WORK TO BE COMPLETED
A single number is the expected answer: the count of lines in the listing that hold the word "data".
*** Opening GIVEN ENTRIES ***
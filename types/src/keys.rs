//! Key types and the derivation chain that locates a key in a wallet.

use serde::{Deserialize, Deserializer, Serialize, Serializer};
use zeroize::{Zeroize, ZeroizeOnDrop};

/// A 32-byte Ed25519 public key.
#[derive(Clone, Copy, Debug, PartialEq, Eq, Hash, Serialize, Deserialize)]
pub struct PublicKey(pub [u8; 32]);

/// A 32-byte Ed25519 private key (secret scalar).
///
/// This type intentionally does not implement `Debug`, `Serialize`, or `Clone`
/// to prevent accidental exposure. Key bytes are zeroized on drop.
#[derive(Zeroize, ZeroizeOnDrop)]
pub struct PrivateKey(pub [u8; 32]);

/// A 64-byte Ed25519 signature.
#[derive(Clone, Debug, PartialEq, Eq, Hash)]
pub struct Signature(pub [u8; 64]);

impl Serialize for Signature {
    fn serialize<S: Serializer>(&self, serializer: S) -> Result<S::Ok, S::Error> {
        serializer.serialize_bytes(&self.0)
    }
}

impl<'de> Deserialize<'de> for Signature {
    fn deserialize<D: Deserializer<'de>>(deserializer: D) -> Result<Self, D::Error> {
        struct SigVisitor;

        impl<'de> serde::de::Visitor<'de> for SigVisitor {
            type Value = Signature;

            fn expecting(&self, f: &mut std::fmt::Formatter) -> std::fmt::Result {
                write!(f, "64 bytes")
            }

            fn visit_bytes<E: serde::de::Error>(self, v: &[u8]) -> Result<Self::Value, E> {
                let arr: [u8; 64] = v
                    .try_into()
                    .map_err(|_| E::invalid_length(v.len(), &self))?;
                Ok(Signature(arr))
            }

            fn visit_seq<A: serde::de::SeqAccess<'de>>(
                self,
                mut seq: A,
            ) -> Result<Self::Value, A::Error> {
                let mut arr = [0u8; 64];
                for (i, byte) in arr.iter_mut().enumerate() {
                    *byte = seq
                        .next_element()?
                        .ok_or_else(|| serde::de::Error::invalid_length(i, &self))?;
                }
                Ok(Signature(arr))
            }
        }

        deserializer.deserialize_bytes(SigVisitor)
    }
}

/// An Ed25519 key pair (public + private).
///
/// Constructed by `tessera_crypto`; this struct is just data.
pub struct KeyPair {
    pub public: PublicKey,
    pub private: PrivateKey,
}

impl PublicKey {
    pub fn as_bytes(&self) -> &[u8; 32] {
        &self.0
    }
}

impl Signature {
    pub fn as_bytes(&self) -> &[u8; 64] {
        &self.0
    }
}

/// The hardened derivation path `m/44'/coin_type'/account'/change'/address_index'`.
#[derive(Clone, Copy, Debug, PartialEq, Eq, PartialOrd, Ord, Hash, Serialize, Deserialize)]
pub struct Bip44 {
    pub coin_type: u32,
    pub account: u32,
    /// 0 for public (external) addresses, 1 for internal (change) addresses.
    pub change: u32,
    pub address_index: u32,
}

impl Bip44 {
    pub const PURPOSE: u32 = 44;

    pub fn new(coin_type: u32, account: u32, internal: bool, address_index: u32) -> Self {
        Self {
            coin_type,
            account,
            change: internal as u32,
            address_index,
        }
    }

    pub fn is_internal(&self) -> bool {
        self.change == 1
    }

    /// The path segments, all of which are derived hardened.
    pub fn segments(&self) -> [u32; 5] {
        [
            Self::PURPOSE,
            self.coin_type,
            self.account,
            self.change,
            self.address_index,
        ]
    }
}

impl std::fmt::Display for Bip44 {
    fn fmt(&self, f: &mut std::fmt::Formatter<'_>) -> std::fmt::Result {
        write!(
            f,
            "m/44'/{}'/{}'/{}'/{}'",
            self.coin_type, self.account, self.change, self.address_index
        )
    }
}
*** Closing GIVEN ENTRIES ***
*** Opening GIVEN ENTRIES ***
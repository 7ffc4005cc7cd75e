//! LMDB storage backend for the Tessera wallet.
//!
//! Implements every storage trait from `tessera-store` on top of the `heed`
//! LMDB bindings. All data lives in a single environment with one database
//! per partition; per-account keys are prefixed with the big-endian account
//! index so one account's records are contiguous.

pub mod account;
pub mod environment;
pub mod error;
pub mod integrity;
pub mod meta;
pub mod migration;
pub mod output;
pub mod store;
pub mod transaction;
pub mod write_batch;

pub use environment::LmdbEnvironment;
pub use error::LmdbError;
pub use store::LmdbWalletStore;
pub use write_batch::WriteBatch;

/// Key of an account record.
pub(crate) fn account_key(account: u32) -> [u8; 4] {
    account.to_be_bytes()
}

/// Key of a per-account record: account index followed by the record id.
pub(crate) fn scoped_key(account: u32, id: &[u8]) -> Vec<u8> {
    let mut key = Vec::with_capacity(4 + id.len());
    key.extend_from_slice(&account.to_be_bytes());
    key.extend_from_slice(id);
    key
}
*** Closing GIVEN ENTRIES ***
SOLVED EXERCISE
2